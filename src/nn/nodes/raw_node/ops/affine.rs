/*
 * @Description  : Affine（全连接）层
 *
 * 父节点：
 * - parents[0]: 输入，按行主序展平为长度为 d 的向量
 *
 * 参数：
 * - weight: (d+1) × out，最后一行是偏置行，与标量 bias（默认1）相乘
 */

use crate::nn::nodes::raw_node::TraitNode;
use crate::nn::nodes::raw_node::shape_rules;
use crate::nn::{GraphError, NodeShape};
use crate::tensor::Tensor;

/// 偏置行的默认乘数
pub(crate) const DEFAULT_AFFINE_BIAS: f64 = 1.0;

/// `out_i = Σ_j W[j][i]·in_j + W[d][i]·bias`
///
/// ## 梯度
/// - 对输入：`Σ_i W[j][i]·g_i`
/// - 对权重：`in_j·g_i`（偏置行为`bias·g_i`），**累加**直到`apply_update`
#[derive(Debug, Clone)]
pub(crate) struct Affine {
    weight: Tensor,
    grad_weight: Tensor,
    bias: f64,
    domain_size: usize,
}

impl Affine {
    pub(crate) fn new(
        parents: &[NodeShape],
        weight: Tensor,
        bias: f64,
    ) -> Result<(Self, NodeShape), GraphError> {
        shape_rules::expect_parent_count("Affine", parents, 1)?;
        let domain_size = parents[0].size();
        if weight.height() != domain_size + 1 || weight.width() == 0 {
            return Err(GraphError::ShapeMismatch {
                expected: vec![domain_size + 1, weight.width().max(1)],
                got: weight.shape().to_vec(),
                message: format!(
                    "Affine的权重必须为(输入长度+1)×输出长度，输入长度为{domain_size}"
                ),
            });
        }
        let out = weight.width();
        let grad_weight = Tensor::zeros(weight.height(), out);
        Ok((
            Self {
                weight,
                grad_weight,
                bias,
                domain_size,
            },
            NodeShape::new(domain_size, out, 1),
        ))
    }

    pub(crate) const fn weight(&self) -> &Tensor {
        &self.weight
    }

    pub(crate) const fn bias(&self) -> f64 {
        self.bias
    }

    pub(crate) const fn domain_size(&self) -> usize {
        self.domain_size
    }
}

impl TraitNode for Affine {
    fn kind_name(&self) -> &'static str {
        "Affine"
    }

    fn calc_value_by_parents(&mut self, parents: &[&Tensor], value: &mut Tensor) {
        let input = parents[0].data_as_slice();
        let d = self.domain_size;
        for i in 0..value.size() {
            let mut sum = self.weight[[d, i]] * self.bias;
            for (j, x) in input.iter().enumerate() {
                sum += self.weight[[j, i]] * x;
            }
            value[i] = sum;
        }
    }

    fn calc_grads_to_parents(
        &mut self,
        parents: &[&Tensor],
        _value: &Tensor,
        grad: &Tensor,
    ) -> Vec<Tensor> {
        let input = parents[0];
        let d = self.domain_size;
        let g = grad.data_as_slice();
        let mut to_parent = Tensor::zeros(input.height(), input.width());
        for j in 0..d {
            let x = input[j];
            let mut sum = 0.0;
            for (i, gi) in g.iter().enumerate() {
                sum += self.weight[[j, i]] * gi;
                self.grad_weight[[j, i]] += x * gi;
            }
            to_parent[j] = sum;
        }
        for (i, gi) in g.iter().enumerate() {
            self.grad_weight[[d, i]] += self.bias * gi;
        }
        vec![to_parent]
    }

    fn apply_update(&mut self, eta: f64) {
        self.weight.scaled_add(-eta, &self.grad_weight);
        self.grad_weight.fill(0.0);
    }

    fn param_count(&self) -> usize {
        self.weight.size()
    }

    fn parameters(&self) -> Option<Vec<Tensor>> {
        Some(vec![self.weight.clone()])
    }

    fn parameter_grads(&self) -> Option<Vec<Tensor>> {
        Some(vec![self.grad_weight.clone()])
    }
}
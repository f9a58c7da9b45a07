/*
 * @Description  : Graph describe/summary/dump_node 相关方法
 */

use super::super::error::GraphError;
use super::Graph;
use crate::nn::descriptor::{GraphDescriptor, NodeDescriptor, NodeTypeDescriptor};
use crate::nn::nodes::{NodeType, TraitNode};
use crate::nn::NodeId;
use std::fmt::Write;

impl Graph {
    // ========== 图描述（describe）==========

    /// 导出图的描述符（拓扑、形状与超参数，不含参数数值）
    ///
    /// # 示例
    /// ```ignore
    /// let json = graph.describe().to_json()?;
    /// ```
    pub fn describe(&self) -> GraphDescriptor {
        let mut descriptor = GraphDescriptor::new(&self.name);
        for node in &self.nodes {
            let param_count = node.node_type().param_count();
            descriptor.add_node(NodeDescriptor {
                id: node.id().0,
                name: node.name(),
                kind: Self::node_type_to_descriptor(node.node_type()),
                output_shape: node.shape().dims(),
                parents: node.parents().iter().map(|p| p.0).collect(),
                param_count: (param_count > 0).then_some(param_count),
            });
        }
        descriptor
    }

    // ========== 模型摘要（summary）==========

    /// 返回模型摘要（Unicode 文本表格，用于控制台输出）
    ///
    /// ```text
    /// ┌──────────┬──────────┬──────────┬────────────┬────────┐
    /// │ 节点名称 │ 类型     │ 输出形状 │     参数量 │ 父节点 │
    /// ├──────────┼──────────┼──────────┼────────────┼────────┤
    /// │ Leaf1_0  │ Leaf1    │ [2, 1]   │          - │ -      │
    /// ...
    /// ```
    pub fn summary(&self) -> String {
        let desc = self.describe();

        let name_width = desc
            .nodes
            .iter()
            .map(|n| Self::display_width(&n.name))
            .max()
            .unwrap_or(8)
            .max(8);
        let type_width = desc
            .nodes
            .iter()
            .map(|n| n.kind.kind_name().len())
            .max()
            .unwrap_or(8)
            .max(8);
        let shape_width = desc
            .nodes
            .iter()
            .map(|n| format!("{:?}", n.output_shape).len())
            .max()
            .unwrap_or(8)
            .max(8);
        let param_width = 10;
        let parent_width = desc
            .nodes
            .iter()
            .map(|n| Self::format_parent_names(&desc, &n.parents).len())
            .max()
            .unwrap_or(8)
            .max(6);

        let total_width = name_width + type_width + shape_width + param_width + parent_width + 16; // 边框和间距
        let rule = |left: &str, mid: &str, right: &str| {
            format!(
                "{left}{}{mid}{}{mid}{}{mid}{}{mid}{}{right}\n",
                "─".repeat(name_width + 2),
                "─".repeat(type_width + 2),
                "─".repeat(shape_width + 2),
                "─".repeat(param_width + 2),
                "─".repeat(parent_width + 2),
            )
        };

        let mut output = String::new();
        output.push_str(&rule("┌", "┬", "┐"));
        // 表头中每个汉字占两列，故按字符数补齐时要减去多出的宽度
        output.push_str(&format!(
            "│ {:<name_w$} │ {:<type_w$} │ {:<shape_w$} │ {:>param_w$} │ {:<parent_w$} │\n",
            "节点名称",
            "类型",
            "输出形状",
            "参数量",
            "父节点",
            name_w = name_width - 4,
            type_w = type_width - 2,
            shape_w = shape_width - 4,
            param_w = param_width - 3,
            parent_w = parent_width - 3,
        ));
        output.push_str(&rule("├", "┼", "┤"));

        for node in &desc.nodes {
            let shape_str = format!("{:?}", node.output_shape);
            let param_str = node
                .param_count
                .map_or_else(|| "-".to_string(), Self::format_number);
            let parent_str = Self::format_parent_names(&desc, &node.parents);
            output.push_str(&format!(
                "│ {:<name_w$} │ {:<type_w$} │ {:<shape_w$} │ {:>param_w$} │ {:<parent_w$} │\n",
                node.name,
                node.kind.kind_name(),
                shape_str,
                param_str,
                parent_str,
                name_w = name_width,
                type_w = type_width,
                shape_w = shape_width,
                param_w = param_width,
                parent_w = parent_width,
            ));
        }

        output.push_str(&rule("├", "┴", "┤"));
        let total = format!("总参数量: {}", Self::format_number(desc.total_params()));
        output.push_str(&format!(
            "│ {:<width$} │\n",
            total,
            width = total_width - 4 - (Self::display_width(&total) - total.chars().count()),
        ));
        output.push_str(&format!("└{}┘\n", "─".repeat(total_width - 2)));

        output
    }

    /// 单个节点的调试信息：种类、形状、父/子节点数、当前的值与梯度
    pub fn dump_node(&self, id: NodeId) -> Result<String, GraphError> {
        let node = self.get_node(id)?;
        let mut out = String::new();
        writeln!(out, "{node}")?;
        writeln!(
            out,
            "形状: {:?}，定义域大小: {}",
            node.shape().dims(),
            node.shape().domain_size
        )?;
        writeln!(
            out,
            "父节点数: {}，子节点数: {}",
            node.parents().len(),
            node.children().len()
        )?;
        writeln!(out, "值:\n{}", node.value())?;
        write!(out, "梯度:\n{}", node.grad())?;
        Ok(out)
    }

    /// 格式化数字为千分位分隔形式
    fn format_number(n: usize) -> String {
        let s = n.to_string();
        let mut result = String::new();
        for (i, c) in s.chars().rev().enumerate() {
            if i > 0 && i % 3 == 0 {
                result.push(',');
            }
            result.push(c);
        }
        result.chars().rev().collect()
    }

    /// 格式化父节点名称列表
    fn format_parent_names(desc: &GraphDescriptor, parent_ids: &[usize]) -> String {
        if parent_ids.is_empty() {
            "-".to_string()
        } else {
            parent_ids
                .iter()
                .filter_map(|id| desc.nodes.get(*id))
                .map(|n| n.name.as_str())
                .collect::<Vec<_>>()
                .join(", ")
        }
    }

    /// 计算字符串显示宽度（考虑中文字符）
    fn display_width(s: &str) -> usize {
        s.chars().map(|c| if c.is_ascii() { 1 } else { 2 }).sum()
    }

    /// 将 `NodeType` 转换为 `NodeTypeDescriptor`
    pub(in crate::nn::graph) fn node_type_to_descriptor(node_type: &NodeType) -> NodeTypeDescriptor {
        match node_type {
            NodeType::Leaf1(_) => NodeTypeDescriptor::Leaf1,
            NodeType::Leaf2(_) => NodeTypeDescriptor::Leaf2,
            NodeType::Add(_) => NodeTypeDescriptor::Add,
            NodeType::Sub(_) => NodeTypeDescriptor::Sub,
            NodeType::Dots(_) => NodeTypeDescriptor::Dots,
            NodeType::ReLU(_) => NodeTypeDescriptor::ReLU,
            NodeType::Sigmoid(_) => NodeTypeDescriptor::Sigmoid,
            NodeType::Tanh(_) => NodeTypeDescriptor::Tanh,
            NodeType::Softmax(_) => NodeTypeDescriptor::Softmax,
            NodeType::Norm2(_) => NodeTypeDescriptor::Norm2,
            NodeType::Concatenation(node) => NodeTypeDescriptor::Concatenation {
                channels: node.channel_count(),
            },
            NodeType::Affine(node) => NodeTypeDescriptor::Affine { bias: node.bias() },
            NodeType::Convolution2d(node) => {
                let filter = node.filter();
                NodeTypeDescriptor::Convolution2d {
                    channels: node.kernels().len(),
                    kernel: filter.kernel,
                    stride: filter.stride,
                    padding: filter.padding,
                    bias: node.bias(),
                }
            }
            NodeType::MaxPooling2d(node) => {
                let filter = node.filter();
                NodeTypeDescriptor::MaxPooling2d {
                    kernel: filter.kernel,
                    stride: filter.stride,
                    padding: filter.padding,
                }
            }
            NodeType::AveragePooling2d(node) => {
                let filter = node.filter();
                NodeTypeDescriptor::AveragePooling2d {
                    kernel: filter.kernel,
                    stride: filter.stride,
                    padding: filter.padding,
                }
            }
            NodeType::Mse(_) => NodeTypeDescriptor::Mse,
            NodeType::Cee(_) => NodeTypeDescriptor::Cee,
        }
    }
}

# # # # # # #

_The problem_
With the line that has "Σ_j W[j][i]·in_j +" as the first and the line that has "Result<(Self, NodeShape), GraphError>" as the last, repeat exactly that run of lines above and no more.

_Response for this exercise_
/// `out_i = Σ_j W[j][i]·in_j + W[d][i]·bias`
///
/// ## 梯度
/// - 对输入：`Σ_i W[j][i]·g_i`
/// - 对权重：`in_j·g_i`（偏置行为`bias·g_i`），**累加**直到`apply_update`
#[derive(Debug, Clone)]
pub(crate) struct Affine {
    weight: Tensor,
    grad_weight: Tensor,
    bias: f64,
    domain_size: usize,
}

impl Affine {
    pub(crate) fn new(
        parents: &[NodeShape],
        weight: Tensor,
        bias: f64,
    ) -> Result<(Self, NodeShape), GraphError> {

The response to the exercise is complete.